**Work to complete**
Below are lines of data, and only some are wanted. Please repeat exactly those from the line that has "is cut hard." through the line that has "pub mod error;".
- - - - - - -
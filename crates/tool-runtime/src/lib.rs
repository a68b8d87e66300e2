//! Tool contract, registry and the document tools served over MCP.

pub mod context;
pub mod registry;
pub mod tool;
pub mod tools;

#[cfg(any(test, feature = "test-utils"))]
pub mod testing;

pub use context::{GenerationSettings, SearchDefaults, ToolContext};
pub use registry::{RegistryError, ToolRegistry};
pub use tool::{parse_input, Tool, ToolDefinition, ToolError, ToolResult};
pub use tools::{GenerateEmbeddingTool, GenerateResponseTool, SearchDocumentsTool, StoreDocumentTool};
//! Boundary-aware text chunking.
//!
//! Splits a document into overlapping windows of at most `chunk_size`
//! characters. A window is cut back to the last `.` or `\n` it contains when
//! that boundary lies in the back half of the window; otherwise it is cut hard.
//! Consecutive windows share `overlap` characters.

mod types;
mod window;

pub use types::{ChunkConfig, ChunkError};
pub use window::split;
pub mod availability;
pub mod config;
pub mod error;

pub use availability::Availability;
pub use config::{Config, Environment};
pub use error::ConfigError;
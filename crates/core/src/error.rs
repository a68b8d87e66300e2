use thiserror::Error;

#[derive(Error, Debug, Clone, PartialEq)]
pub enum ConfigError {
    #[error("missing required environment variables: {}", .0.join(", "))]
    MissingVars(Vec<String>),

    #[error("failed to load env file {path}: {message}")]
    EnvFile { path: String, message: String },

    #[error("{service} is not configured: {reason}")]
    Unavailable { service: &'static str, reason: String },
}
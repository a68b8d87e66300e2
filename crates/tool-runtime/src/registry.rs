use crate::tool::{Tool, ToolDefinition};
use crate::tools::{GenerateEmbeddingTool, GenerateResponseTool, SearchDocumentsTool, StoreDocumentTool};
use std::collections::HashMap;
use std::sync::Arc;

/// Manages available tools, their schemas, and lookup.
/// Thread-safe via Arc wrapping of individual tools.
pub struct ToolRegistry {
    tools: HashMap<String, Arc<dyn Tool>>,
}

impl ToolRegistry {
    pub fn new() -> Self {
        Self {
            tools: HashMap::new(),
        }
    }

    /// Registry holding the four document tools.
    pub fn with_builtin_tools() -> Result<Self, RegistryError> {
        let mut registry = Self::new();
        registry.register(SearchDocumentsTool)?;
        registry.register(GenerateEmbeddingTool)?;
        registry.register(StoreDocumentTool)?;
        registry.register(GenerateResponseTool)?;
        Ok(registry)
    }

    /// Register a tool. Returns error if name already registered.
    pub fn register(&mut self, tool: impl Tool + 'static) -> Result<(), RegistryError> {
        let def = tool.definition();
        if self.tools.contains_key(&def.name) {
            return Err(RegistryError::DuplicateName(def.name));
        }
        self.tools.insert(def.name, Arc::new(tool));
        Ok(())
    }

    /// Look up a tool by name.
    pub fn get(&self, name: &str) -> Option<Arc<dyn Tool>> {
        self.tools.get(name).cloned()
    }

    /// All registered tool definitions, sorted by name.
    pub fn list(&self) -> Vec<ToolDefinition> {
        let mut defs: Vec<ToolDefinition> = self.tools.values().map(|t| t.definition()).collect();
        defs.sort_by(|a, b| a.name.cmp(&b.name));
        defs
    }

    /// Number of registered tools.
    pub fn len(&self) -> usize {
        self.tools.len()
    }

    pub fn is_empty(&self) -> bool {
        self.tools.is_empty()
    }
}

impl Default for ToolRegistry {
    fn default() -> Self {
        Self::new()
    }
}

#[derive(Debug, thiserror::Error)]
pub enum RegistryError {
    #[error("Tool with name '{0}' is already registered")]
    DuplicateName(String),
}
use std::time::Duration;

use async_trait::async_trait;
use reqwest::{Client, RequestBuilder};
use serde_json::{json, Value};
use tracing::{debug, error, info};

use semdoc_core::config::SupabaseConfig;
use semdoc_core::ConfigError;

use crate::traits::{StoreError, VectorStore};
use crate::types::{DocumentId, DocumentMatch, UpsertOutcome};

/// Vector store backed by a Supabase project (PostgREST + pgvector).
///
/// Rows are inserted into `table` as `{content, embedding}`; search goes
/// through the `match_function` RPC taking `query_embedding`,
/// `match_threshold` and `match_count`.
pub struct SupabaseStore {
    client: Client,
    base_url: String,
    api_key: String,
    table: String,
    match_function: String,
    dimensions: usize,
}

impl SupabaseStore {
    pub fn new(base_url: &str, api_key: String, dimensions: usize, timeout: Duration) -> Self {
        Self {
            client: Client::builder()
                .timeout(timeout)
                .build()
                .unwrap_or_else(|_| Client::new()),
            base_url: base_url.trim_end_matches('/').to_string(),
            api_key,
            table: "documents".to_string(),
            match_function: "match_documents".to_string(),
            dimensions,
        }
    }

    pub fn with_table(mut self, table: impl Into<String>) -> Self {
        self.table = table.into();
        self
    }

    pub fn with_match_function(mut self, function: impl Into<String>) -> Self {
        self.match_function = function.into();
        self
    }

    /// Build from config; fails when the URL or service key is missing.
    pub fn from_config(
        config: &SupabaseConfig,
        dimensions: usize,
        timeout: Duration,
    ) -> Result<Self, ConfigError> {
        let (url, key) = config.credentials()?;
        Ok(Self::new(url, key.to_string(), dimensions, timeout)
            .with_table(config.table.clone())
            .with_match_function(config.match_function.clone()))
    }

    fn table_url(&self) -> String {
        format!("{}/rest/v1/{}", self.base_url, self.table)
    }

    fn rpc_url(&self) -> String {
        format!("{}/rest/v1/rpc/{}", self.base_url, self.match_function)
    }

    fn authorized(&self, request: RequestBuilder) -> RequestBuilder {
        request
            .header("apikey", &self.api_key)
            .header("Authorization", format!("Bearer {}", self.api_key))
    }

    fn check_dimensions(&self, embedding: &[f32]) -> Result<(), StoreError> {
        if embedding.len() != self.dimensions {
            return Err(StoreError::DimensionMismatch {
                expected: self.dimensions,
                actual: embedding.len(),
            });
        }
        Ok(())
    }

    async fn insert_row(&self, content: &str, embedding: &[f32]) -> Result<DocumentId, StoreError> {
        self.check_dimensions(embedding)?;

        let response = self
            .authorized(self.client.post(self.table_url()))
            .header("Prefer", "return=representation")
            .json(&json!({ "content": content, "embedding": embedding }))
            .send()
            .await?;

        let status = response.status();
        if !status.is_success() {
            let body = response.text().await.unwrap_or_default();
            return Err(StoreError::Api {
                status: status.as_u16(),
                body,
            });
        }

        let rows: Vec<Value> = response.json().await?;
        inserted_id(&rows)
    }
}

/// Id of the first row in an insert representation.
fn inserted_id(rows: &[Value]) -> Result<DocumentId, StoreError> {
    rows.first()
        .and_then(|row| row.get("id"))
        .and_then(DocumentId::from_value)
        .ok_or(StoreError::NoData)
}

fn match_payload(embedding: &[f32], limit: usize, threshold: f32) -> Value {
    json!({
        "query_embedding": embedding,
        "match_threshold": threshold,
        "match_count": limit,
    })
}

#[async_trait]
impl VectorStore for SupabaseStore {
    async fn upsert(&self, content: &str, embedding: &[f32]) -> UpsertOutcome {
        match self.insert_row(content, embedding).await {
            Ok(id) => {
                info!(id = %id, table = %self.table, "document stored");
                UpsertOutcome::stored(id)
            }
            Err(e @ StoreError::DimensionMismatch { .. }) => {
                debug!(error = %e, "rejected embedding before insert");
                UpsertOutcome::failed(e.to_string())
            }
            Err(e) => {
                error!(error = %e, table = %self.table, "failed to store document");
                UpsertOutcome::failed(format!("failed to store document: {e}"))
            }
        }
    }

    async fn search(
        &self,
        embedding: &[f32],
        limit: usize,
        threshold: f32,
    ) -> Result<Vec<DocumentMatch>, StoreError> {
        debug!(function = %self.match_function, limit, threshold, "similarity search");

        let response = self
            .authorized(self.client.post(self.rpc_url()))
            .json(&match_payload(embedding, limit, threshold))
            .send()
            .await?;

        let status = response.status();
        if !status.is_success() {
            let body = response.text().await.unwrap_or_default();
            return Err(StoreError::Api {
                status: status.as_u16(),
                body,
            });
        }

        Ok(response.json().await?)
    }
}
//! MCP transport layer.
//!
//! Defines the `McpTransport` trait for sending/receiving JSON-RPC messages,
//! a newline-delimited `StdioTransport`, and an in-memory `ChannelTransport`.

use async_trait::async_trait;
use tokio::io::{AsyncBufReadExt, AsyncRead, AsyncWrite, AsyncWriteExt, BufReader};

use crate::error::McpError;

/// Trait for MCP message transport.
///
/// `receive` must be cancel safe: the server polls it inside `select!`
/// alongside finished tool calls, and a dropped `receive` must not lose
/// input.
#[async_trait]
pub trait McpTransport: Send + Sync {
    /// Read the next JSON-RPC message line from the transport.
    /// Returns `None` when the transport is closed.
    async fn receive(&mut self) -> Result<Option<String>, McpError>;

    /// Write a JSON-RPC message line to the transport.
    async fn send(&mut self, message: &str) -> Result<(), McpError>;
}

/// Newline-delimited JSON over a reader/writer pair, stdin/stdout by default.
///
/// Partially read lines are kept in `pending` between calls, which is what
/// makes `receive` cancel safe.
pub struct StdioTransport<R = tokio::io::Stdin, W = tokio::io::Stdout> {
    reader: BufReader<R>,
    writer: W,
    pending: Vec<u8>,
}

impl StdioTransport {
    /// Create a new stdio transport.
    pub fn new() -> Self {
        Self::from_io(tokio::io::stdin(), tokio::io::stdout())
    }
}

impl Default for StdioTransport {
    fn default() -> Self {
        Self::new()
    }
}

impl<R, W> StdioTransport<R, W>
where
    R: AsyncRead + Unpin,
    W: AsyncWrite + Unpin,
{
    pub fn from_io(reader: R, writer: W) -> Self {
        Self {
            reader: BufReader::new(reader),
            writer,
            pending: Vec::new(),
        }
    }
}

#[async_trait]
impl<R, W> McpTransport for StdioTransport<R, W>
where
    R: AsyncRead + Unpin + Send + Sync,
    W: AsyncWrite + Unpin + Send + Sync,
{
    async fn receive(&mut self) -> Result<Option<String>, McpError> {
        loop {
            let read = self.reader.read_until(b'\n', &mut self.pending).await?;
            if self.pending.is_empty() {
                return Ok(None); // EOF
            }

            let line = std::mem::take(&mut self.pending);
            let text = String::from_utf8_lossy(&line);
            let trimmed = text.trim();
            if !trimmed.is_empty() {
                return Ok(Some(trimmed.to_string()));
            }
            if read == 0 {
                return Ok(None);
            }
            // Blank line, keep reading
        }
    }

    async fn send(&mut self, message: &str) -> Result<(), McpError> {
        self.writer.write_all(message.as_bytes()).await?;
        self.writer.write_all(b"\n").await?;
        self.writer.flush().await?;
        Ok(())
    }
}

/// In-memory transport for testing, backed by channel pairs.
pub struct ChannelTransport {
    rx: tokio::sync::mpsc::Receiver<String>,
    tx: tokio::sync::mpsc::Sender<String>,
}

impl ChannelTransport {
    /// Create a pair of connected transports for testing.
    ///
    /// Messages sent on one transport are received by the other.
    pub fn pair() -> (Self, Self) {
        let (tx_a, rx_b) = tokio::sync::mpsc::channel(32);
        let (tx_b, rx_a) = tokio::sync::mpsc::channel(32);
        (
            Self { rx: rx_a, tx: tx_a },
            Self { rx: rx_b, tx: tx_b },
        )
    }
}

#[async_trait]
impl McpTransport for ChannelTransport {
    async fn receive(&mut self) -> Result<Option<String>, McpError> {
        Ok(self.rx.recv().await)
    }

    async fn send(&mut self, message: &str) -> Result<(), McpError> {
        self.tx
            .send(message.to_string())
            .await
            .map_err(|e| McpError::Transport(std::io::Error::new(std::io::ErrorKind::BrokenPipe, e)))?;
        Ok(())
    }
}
- - - - - - -
**Solution to this problem**
//! that boundary lies in the back half of the window; otherwise it is cut hard.
//! Consecutive windows share `overlap` characters.

mod types;
mod window;

pub use types::{ChunkConfig, ChunkError};
pub use window::split;
pub mod availability;
pub mod config;
pub mod error;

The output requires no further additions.